Note: GNN does not care about node ids, it just aggregates features vectors of different nodes.

In general, different local neighborhoods define different computational graphs.

Computational graphs are identical to rooted subtree structures around each node.

GNN’s node embeddings capture rooted subtree strucutrues.

Most expressive GNN maps different rooted subtrees into different node embeddings (represented by different colors).

\text{Recall: Injective Function}

Function $f$ : $X \rightarrow Y$ is injective if it maps different elements into different outputs.

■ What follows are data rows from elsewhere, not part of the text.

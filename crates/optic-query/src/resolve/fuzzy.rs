//! Fuzzy resolution: recursive, all-results member search.

use std::any::Any;
use std::sync::Arc;

use once_cell::sync::OnceCell;
use rustc_hash::FxHashSet;
use tracing::trace;

use optic_model::{
    ConstructorDescriptor, FieldDescriptor, Introspector, Member, MemberFlags, MethodDescriptor,
    TypeDescriptor, TypeId,
};

use crate::error::QueryError;
use crate::matcher::{type_exact, ConstructorMatcher, FieldMatcher, Matcher, MethodMatcher};
use crate::resolve::collect;

/// Matcher-driven member search over a type hierarchy.
///
/// Fuzzy resolution never fails on "no match": an empty result is a valid
/// answer. Method searches drop overridden declarations found further up
/// the hierarchy, keeping the most-derived declaration per signature.
pub struct FuzzyResolver {
    intr: Arc<Introspector>,
    source: TypeId,
    force_access: bool,
    forced: OnceCell<Arc<FuzzyResolver>>,
}

impl FuzzyResolver {
    /// Create a resolver rooted at `source`.
    pub fn new(intr: Arc<Introspector>, source: TypeId) -> Result<Arc<Self>, QueryError> {
        intr.wrap_type(source)?;
        Ok(Arc::new(Self {
            intr,
            source,
            force_access: false,
            forced: OnceCell::new(),
        }))
    }

    /// The type this resolver searches from.
    pub fn source(&self) -> TypeId {
        self.source
    }

    /// Whether visibility requirements are suppressed.
    pub fn force_access(&self) -> bool {
        self.force_access
    }

    /// An equivalent resolver with visibility requirements suppressed.
    ///
    /// Idempotent: calling this on an already forced resolver, or calling
    /// it twice on the same resolver, returns the identical instance.
    pub fn forced(self: &Arc<Self>) -> Arc<Self> {
        if self.force_access {
            return self.clone();
        }
        self.forced
            .get_or_init(|| {
                Arc::new(Self {
                    intr: self.intr.clone(),
                    source: self.source,
                    force_access: true,
                    forced: OnceCell::new(),
                })
            })
            .clone()
    }

    /// All fields accepted by the matcher. A `None` matcher retains every
    /// field.
    pub fn fields(
        &self,
        matcher: Option<&dyn Matcher<FieldDescriptor>>,
        recursive: bool,
    ) -> Vec<Arc<FieldDescriptor>> {
        self.fields_with(None, matcher, recursive)
    }

    /// Like [`fields`](Self::fields), with a working instance made visible
    /// to custom predicates.
    pub fn fields_on(
        &self,
        instance: &(dyn Any + Send + Sync),
        matcher: Option<&dyn Matcher<FieldDescriptor>>,
        recursive: bool,
    ) -> Vec<Arc<FieldDescriptor>> {
        self.fields_with(Some(instance), matcher, recursive)
    }

    fn fields_with(
        &self,
        instance: Option<&(dyn Any + Send + Sync)>,
        matcher: Option<&dyn Matcher<FieldDescriptor>>,
        recursive: bool,
    ) -> Vec<Arc<FieldDescriptor>> {
        collect(&self.intr, self.source, instance, matcher, recursive, |i, t| {
            i.declared_fields(t)
        })
    }

    /// All methods accepted by the matcher, most-derived declaration per
    /// signature.
    ///
    /// A result whose (name, parameter-sequence) duplicates an earlier
    /// retained result is dropped; since own-level results come first this
    /// removes overridden declarations, not the overriding ones.
    pub fn methods(
        &self,
        matcher: Option<&dyn Matcher<MethodDescriptor>>,
        recursive: bool,
    ) -> Vec<Arc<MethodDescriptor>> {
        self.methods_with(None, matcher, recursive)
    }

    /// Like [`methods`](Self::methods), with a working instance made
    /// visible to custom predicates.
    pub fn methods_on(
        &self,
        instance: &(dyn Any + Send + Sync),
        matcher: Option<&dyn Matcher<MethodDescriptor>>,
        recursive: bool,
    ) -> Vec<Arc<MethodDescriptor>> {
        self.methods_with(Some(instance), matcher, recursive)
    }

    fn methods_with(
        &self,
        instance: Option<&(dyn Any + Send + Sync)>,
        matcher: Option<&dyn Matcher<MethodDescriptor>>,
        recursive: bool,
    ) -> Vec<Arc<MethodDescriptor>> {
        let raw = collect(&self.intr, self.source, instance, matcher, recursive, |i, t| {
            i.declared_methods(t)
        });

        let mut seen: FxHashSet<(String, Vec<TypeId>)> = FxHashSet::default();
        let mut results = Vec::with_capacity(raw.len());
        for method in raw {
            let key = (method.name().to_string(), method.params().to_vec());
            if seen.insert(key) {
                results.push(method);
            } else {
                trace!(
                    source = %self.source,
                    name = method.name(),
                    "dropping overridden declaration"
                );
            }
        }
        results
    }

    /// All constructors accepted by the matcher.
    ///
    /// Constructors are not inherited, but a recursive search still
    /// enumerates each ancestor's own declared constructors.
    pub fn constructors(
        &self,
        matcher: Option<&dyn Matcher<ConstructorDescriptor>>,
        recursive: bool,
    ) -> Vec<Arc<ConstructorDescriptor>> {
        collect(&self.intr, self.source, None, matcher, recursive, |i, t| {
            i.declared_constructors(t)
        })
    }

    /// All directly declared nested types accepted by the matcher,
    /// searching ancestors when recursive.
    pub fn nested_types(
        &self,
        matcher: Option<&dyn Matcher<TypeDescriptor>>,
        recursive: bool,
    ) -> Vec<Arc<TypeDescriptor>> {
        collect(&self.intr, self.source, None, matcher, recursive, |i, t| {
            i.declared_nested_types(t)
        })
    }

    /// All fields with exactly this name, recursively.
    ///
    /// Requires public visibility unless the resolver is forced.
    pub fn fields_named(&self, name: &str) -> Vec<Arc<FieldDescriptor>> {
        let mut builder = FieldMatcher::builder().with_name_exact(name);
        if !self.force_access {
            builder = builder.with_flags(MemberFlags::PUBLIC);
        }
        self.fields(Some(&builder.build()), true)
    }

    /// All fields whose value type is exactly `ty`, recursively.
    ///
    /// Requires public visibility unless the resolver is forced.
    pub fn fields_of_type(&self, ty: TypeId) -> Vec<Arc<FieldDescriptor>> {
        let mut builder = FieldMatcher::builder().with_value_type(type_exact(ty));
        if !self.force_access {
            builder = builder.with_flags(MemberFlags::PUBLIC);
        }
        self.fields(Some(&builder.build()), true)
    }

    /// All methods with exactly this name, recursively, overridden
    /// declarations removed.
    ///
    /// Requires public visibility unless the resolver is forced.
    pub fn methods_named(&self, name: &str) -> Vec<Arc<MethodDescriptor>> {
        let mut builder = MethodMatcher::builder().with_name_exact(name);
        if !self.force_access {
            builder = builder.with_flags(MemberFlags::PUBLIC);
        }
        self.methods(Some(&builder.build()), true)
    }

    /// All methods taking exactly these parameter types, recursively,
    /// overridden declarations removed.
    ///
    /// Requires public visibility unless the resolver is forced.
    pub fn methods_with_params(&self, params: &[TypeId]) -> Vec<Arc<MethodDescriptor>> {
        let mut builder = MethodMatcher::builder().with_param_types(params);
        if !self.force_access {
            builder = builder.with_flags(MemberFlags::PUBLIC);
        }
        self.methods(Some(&builder.build()), true)
    }

    /// The source type's own constructors taking exactly these parameter
    /// types.
    ///
    /// Requires public visibility unless the resolver is forced.
    pub fn constructors_with_params(&self, params: &[TypeId]) -> Vec<Arc<ConstructorDescriptor>> {
        let mut builder = ConstructorMatcher::builder().with_param_types(params);
        if !self.force_access {
            builder = builder.with_flags(MemberFlags::PUBLIC);
        }
        self.constructors(Some(&builder.build()), false)
    }
}
//! Cached descriptor wrappers over raw member records.
//!
//! Descriptors are immutable and identity-preserving: equality and hashing
//! are defined by the wrapped native member's identity alone, and the
//! [`Introspector`](crate::Introspector) guarantees one descriptor instance
//! per native member.

use std::hash::{Hash, Hasher};

use crate::flags::MemberFlags;
use crate::ids::{MemberId, TypeId};
use crate::introspector::Introspector;
use crate::raw::{MetadataTag, RawConstructor, RawField, RawMethod, RawType};

/// Uniform accessor surface shared by all descriptors.
///
/// Flag predicates are derived from the behavioral flag bitset; package
/// privacy is the absence of all three visibility flags.
pub trait Member {
    /// The member name.
    fn name(&self) -> &str;

    /// The behavioral flags.
    fn flags(&self) -> MemberFlags;

    /// Whether the member was generated by the host platform.
    fn is_synthetic(&self) -> bool;

    /// All attached metadata tags.
    fn tags(&self) -> &[MetadataTag];

    /// The declaring type, if any. Top-level types have none.
    fn declaring_type(&self) -> Option<TypeId>;

    /// Look up a metadata tag by tag type.
    ///
    /// At most one tag per tag type is assumed; the first match is returned.
    fn tag(&self, tag_type: TypeId) -> Option<&MetadataTag> {
        self.tags().iter().find(|t| t.tag_type == tag_type)
    }

    /// Whether the member is public.
    fn is_public(&self) -> bool {
        self.flags().contains(MemberFlags::PUBLIC)
    }

    /// Whether the member is private.
    fn is_private(&self) -> bool {
        self.flags().contains(MemberFlags::PRIVATE)
    }

    /// Whether the member is protected.
    fn is_protected(&self) -> bool {
        self.flags().contains(MemberFlags::PROTECTED)
    }

    /// Whether the member is package private.
    ///
    /// This is not a flag of its own but the absence of any visibility flag.
    fn is_package_private(&self) -> bool {
        !self.flags().intersects(MemberFlags::VISIBILITY)
    }

    /// Whether the member is static.
    fn is_static(&self) -> bool {
        self.flags().contains(MemberFlags::STATIC)
    }

    /// Whether the member is final.
    fn is_final(&self) -> bool {
        self.flags().contains(MemberFlags::FINAL)
    }

    /// Whether the member is abstract.
    fn is_abstract(&self) -> bool {
        self.flags().contains(MemberFlags::ABSTRACT)
    }

    /// Whether the member is natively implemented.
    fn is_native(&self) -> bool {
        self.flags().contains(MemberFlags::NATIVE)
    }

    /// Whether the member is synchronized.
    fn is_synchronized(&self) -> bool {
        self.flags().contains(MemberFlags::SYNCHRONIZED)
    }

    /// Whether the member is transient.
    fn is_transient(&self) -> bool {
        self.flags().contains(MemberFlags::TRANSIENT)
    }

    /// Whether the member is volatile.
    fn is_volatile(&self) -> bool {
        self.flags().contains(MemberFlags::VOLATILE)
    }

    /// Whether the member uses strict floating point semantics.
    fn is_strict(&self) -> bool {
        self.flags().contains(MemberFlags::STRICT)
    }

    /// Whether the member is an interface kind.
    fn is_interface(&self) -> bool {
        self.flags().contains(MemberFlags::INTERFACE)
    }
}

macro_rules! impl_member {
    ($ty:ty) => {
        impl Member for $ty {
            fn name(&self) -> &str {
                &self.raw.name
            }

            fn flags(&self) -> MemberFlags {
                self.raw.flags
            }

            fn is_synthetic(&self) -> bool {
                self.raw.synthetic
            }

            fn tags(&self) -> &[MetadataTag] {
                &self.raw.tags
            }

            fn declaring_type(&self) -> Option<TypeId> {
                Some(self.raw.declaring_type)
            }
        }

        impl PartialEq for $ty {
            fn eq(&self, other: &Self) -> bool {
                self.raw.id == other.raw.id
            }
        }

        impl Eq for $ty {}

        impl Hash for $ty {
            fn hash<H: Hasher>(&self, state: &mut H) {
                self.raw.id.hash(state);
            }
        }
    };
}

/// An immutable field wrapper.
#[derive(Debug, Clone)]
pub struct FieldDescriptor {
    raw: RawField,
}

impl_member!(FieldDescriptor);

impl FieldDescriptor {
    pub(crate) fn new(raw: RawField) -> Self {
        Self { raw }
    }

    /// The wrapped member identity.
    pub fn id(&self) -> MemberId {
        self.raw.id
    }

    /// The field value type.
    pub fn value_type(&self) -> TypeId {
        self.raw.value_type
    }
}

/// An immutable method wrapper.
#[derive(Debug, Clone)]
pub struct MethodDescriptor {
    raw: RawMethod,
}

impl_member!(MethodDescriptor);

impl MethodDescriptor {
    pub(crate) fn new(raw: RawMethod) -> Self {
        Self { raw }
    }

    /// The wrapped member identity.
    pub fn id(&self) -> MemberId {
        self.raw.id
    }

    /// Ordered parameter types.
    pub fn params(&self) -> &[TypeId] {
        &self.raw.params
    }

    /// Ordered declared-thrown types.
    pub fn throws(&self) -> &[TypeId] {
        &self.raw.throws
    }

    /// The result type.
    pub fn result(&self) -> TypeId {
        self.raw.result
    }
}

/// An immutable constructor wrapper.
#[derive(Debug, Clone)]
pub struct ConstructorDescriptor {
    raw: RawConstructor,
}

impl_member!(ConstructorDescriptor);

impl ConstructorDescriptor {
    pub(crate) fn new(raw: RawConstructor) -> Self {
        Self { raw }
    }

    /// The wrapped member identity.
    pub fn id(&self) -> MemberId {
        self.raw.id
    }

    /// Ordered parameter types.
    pub fn params(&self) -> &[TypeId] {
        &self.raw.params
    }

    /// Ordered declared-thrown types.
    pub fn throws(&self) -> &[TypeId] {
        &self.raw.throws
    }
}

/// An immutable type wrapper.
#[derive(Debug, Clone)]
pub struct TypeDescriptor {
    raw: RawType,
}

impl Member for TypeDescriptor {
    fn name(&self) -> &str {
        &self.raw.name
    }

    fn flags(&self) -> MemberFlags {
        self.raw.flags
    }

    fn is_synthetic(&self) -> bool {
        self.raw.synthetic
    }

    fn tags(&self) -> &[MetadataTag] {
        &self.raw.tags
    }

    fn declaring_type(&self) -> Option<TypeId> {
        self.raw.declaring_type
    }
}

impl PartialEq for TypeDescriptor {
    fn eq(&self, other: &Self) -> bool {
        self.raw.id == other.raw.id
    }
}

impl Eq for TypeDescriptor {}

impl Hash for TypeDescriptor {
    fn hash<H: Hasher>(&self, state: &mut H) {
        self.raw.id.hash(state);
    }
}

impl TypeDescriptor {
    pub(crate) fn new(raw: RawType) -> Self {
        Self { raw }
    }

    /// The wrapped type identity.
    pub fn id(&self) -> TypeId {
        self.raw.id
    }

    /// Whether this is an array type.
    pub fn is_array(&self) -> bool {
        self.raw.is_array
    }

    /// Whether this is an enum type.
    pub fn is_enum(&self) -> bool {
        self.raw.is_enum
    }

    /// Whether this is a primitive type.
    pub fn is_primitive(&self) -> bool {
        self.raw.is_primitive
    }

    /// Component type for arrays.
    pub fn component(&self) -> Option<TypeId> {
        self.raw.component
    }

    /// Boxed counterpart for primitives.
    pub fn boxed(&self) -> Option<TypeId> {
        self.raw.boxed
    }

    /// Whether a value of type `candidate` can be used where this type is
    /// expected.
    ///
    /// Assignability from a bare primitive is always false natively, so a
    /// primitive candidate is tested through its boxed counterpart. This
    /// keeps matching useful in auto-boxing contexts.
    pub fn is_ancestor_of(&self, intr: &Introspector, candidate: TypeId) -> bool {
        let operand = intr
            .wrap_type(candidate)
            .ok()
            .filter(|c| c.is_primitive())
            .and_then(|c| c.boxed())
            .unwrap_or(candidate);
        intr.is_assignable(self.raw.id, operand)
    }

    /// Whether this type can be used where `target` is expected.
    ///
    /// No boxing is applied here: this type is a concrete operand.
    pub fn is_descendant_of(&self, intr: &Introspector, target: TypeId) -> bool {
        intr.is_assignable(target, self.raw.id)
    }
}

Intuition: $f$ retains all the information about input.

How Expressive is a GNN?

Most expressive GNN should map subtrees to the node embeddings injectively.

Key observation: Subtrees of the same depth can be recursively characterized from the leaf nodes to the root nodes.

If each step of GNN’s aggregation can fully retain the neighboring information, the generated node embeddings can distinguish different rooted subtrees.

In other words, most expressive GNN would use an injective neighbor aggregation function at each step.
- Maps different neighbors to different embeddings.

Summary so far
- To generate a node embedding, GNNs use a computational graph corresponding to a subtree rooted around each node.
- GNN can fully distingguish different subtree structures if every step of its neighbor aggregation is injective.

Expressive Power of GNNs

Key observation: Expressive power of GNNs can be characterized by that of neighbor aggregation functions they use.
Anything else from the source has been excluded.